AIM OF THE EXERCISE:
Check each line below for "impl" and say how many have it, with no other words.

..........

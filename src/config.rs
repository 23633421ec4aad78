use std::time::Duration;

use chrono::{DateTime, Utc};
use clap::ValueEnum;
use tracing::warn;

use crate::{
    error::{QueryRunnerError, Result},
    parse::parse_duration,
    Cli,
};

pub const DEFAULT_URL: &str = "http://localhost:9090";
pub const DEFAULT_QUERY: &str =
    "sum by (pod_name) (container_memory_rss{container_name=\"prometheus\"})";
pub const DEFAULT_STEP: Duration = Duration::from_secs(60);

/// What to do with the "list monitored targets" call made before the query.
#[derive(Debug, Clone, Copy, PartialEq, Eq, Default, ValueEnum)]
pub enum TargetsMode {
    /// Don't list targets
    #[default]
    Skip,
    /// List targets, log a failure and carry on
    Report,
    /// List targets, abort the run on failure
    Require,
}

#[derive(Debug, Clone, Copy, PartialEq, Eq, Default)]
pub enum SeriesSelection {
    #[default]
    First,
    All,
}

#[derive(Debug, Clone, Copy, PartialEq, Eq)]
pub struct Range {
    pub start: DateTime<Utc>,
    pub end: DateTime<Utc>,
    pub step: Duration,
}

impl Range {
    pub fn new(start: DateTime<Utc>, end: DateTime<Utc>, step: Duration) -> Result<Self> {
        if start > end {
            return Err(QueryRunnerError::InvalidWindow(format!(
                "start {start} is after end {end}"
            )));
        }
        if step.is_zero() {
            return Err(QueryRunnerError::InvalidWindow(
                "step must be greater than zero".to_string(),
            ));
        }
        Ok(Range { start, end, step })
    }

    /// A window of `minutes` ending at `now`.
    pub fn ending_at(now: DateTime<Utc>, minutes: u32, step: Duration) -> Result<Self> {
        let start = now - chrono::Duration::minutes(minutes.into());
        Range::new(start, now, step)
    }

    /// Form parameters of a `query_range` request.
    pub fn query_params(&self, query: &str) -> Vec<(&'static str, String)> {
        vec![
            ("query", query.to_string()),
            ("start", format_time(&self.start)),
            ("end", format_time(&self.end)),
            ("step", format_seconds(self.step.as_secs_f64())),
        ]
    }
}

fn format_time(time: &DateTime<Utc>) -> String {
    let seconds = time.timestamp() as f64 + f64::from(time.timestamp_subsec_nanos()) / 1e9;
    format_seconds(seconds)
}

fn format_seconds(seconds: f64) -> String {
    format!("{seconds}")
}

/// Everything one run needs, fixed at startup.
#[derive(Debug, Clone, PartialEq)]
pub struct Config {
    pub url: String,
    pub auth_token: Option<String>,
    pub insecure_tls: bool,
    pub timeout: Duration,
    pub query: String,
    pub range: Range,
    pub targets: TargetsMode,
    pub series: SeriesSelection,
}

impl Config {
    pub fn from_cli(cli: &Cli, now: DateTime<Utc>) -> Result<Self> {
        let step = resolve_step(&cli.step);
        let range = match (cli.start, cli.end) {
            (Some(start), Some(end)) => Range::new(start, end, step)?,
            (None, None) => Range::ending_at(now, cli.duration, step)?,
            _ => {
                return Err(QueryRunnerError::InvalidWindow(
                    "--start and --end must be given together".to_string(),
                ))
            }
        };

        Ok(Config {
            url: cli.url.clone(),
            auth_token: cli.token.clone().filter(|token| !token.is_empty()),
            insecure_tls: cli.insecure,
            timeout: cli.timeout,
            query: cli.query.clone(),
            range,
            targets: cli.targets,
            series: if cli.all_series {
                SeriesSelection::All
            } else {
                SeriesSelection::First
            },
        })
    }
}

/// A step that does not parse, or parses to zero, is reported and replaced by
/// [`DEFAULT_STEP`]; it never aborts the run.
pub fn resolve_step(raw: &str) -> Duration {
    match parse_duration(raw) {
        Ok(step) if !step.is_zero() => step,
        Ok(_) => {
            warn!(step = raw, "step must be greater than zero, using {DEFAULT_STEP:?}");
            DEFAULT_STEP
        }
        Err(e) => {
            let err = QueryRunnerError::from(e);
            warn!("{err}");
            warn!("using default step of {DEFAULT_STEP:?}");
            DEFAULT_STEP
        }
    }
}

#[cfg(test)]
mod test {
    use std::sync::{Arc, Mutex};

    use chrono::TimeZone;
    use clap::Parser;
    use pretty_assertions::assert_eq;

    use super::*;

    #[derive(Clone, Default)]
    struct CapturedLogs(Arc<Mutex<Vec<u8>>>);

    impl std::io::Write for CapturedLogs {
        fn write(&mut self, buf: &[u8]) -> std::io::Result<usize> {
            self.0.lock().unwrap().extend_from_slice(buf);
            Ok(buf.len())
        }

        fn flush(&mut self) -> std::io::Result<()> {
            Ok(())
        }
    }

    impl CapturedLogs {
        fn contents(&self) -> String {
            String::from_utf8(self.0.lock().unwrap().clone()).unwrap()
        }
    }

    fn with_captured_logs<T>(f: impl FnOnce() -> T) -> (T, String) {
        let logs = CapturedLogs::default();
        let writer = logs.clone();
        let subscriber = tracing_subscriber::fmt()
            .with_writer(move || writer.clone())
            .with_ansi(false)
            .finish();
        let result = tracing::subscriber::with_default(subscriber, f);
        (result, logs.contents())
    }

    fn cli(args: &[&str]) -> Cli {
        Cli::parse_from(std::iter::once("query-range").chain(args.iter().copied()))
    }

    fn now() -> DateTime<Utc> {
        Utc.with_ymd_and_hms(2023, 2, 1, 12, 0, 0).unwrap()
    }

    #[test]
    fn defaults() {
        let config = Config::from_cli(&cli(&["--url", DEFAULT_URL]), now()).unwrap();
        assert_eq!(config.url, "http://localhost:9090");
        assert_eq!(config.auth_token, None);
        assert!(!config.insecure_tls);
        assert_eq!(config.query, DEFAULT_QUERY);
        assert_eq!(config.range.step, Duration::from_secs(60));
        assert_eq!(config.targets, TargetsMode::Skip);
        assert_eq!(config.series, SeriesSelection::First);
        assert_eq!(config.timeout, Duration::from_secs(120));
    }

    #[test]
    fn duration_window_ends_now() {
        let config = Config::from_cli(&cli(&["--duration", "30"]), now()).unwrap();
        assert_eq!(config.range.end, now());
        assert_eq!(config.range.start, now() - chrono::Duration::minutes(30));
    }

    #[test]
    fn fixed_window_is_passed_through() {
        let config = Config::from_cli(
            &cli(&[
                "--start",
                "2019-05-14T00:00:00Z",
                "--end",
                "2019-05-15T00:00:00Z",
                "--step",
                "1m",
            ]),
            now(),
        )
        .unwrap();
        assert_eq!(
            config.range.query_params("up"),
            vec![
                ("query", "up".to_string()),
                ("start", "1557792000".to_string()),
                ("end", "1557878400".to_string()),
                ("step", "60".to_string()),
            ]
        );
    }

    #[test]
    fn fractional_times_keep_precision() {
        let start = Utc.timestamp_opt(1557792000, 500_000_000).unwrap();
        let range = Range::new(start, start, Duration::from_millis(1500)).unwrap();
        let params = range.query_params("up");
        assert_eq!(params[1], ("start", "1557792000.5".to_string()));
        assert_eq!(params[3], ("step", "1.5".to_string()));
    }

    #[test]
    fn bad_step_falls_back_to_default() {
        let config = Config::from_cli(&cli(&["--step", "every minute"]), now()).unwrap();
        assert_eq!(config.range.step, DEFAULT_STEP);
    }

    #[test]
    fn bad_step_logs_a_warning() {
        let (step, logs) = with_captured_logs(|| resolve_step("every minute"));
        assert_eq!(step, DEFAULT_STEP);
        assert!(logs.contains("WARN"), "{logs}");
        assert!(
            logs.contains("Step error: invalid duration \"every minute\""),
            "{logs}"
        );
        assert!(logs.contains("using default step of 60s"), "{logs}");
    }

    #[test]
    fn zero_step_falls_back_to_default() {
        let (step, logs) = with_captured_logs(|| resolve_step("0s"));
        assert_eq!(step, DEFAULT_STEP);
        assert!(logs.contains("step must be greater than zero"), "{logs}");

        let (step, logs) = with_captured_logs(|| resolve_step("15s"));
        assert_eq!(step, Duration::from_secs(15));
        assert!(logs.is_empty(), "{logs}");
    }

    #[test]
    fn start_after_end_is_rejected() {
        let err = Config::from_cli(
            &cli(&[
                "--start",
                "2019-05-15T00:00:00Z",
                "--end",
                "2019-05-14T00:00:00Z",
            ]),
            now(),
        )
        .unwrap_err();
        assert!(matches!(err, QueryRunnerError::InvalidWindow(_)));
    }

    #[test]
    fn zero_step_range_is_rejected() {
        assert!(Range::new(now(), now(), Duration::ZERO).is_err());
    }

    #[test]
    fn empty_token_means_no_header() {
        let config = Config::from_cli(&cli(&["--token", ""]), now()).unwrap();
        assert_eq!(config.auth_token, None);

        let config = Config::from_cli(&cli(&["--token", "Bearer abc"]), now()).unwrap();
        assert_eq!(config.auth_token.as_deref(), Some("Bearer abc"));
    }

    #[test]
    fn selection_and_targets_flags() {
        let config =
            Config::from_cli(&cli(&["--all-series", "--targets", "require"]), now()).unwrap();
        assert_eq!(config.series, SeriesSelection::All);
        assert_eq!(config.targets, TargetsMode::Require);
    }
}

..........

YOUR SOLUTION:
5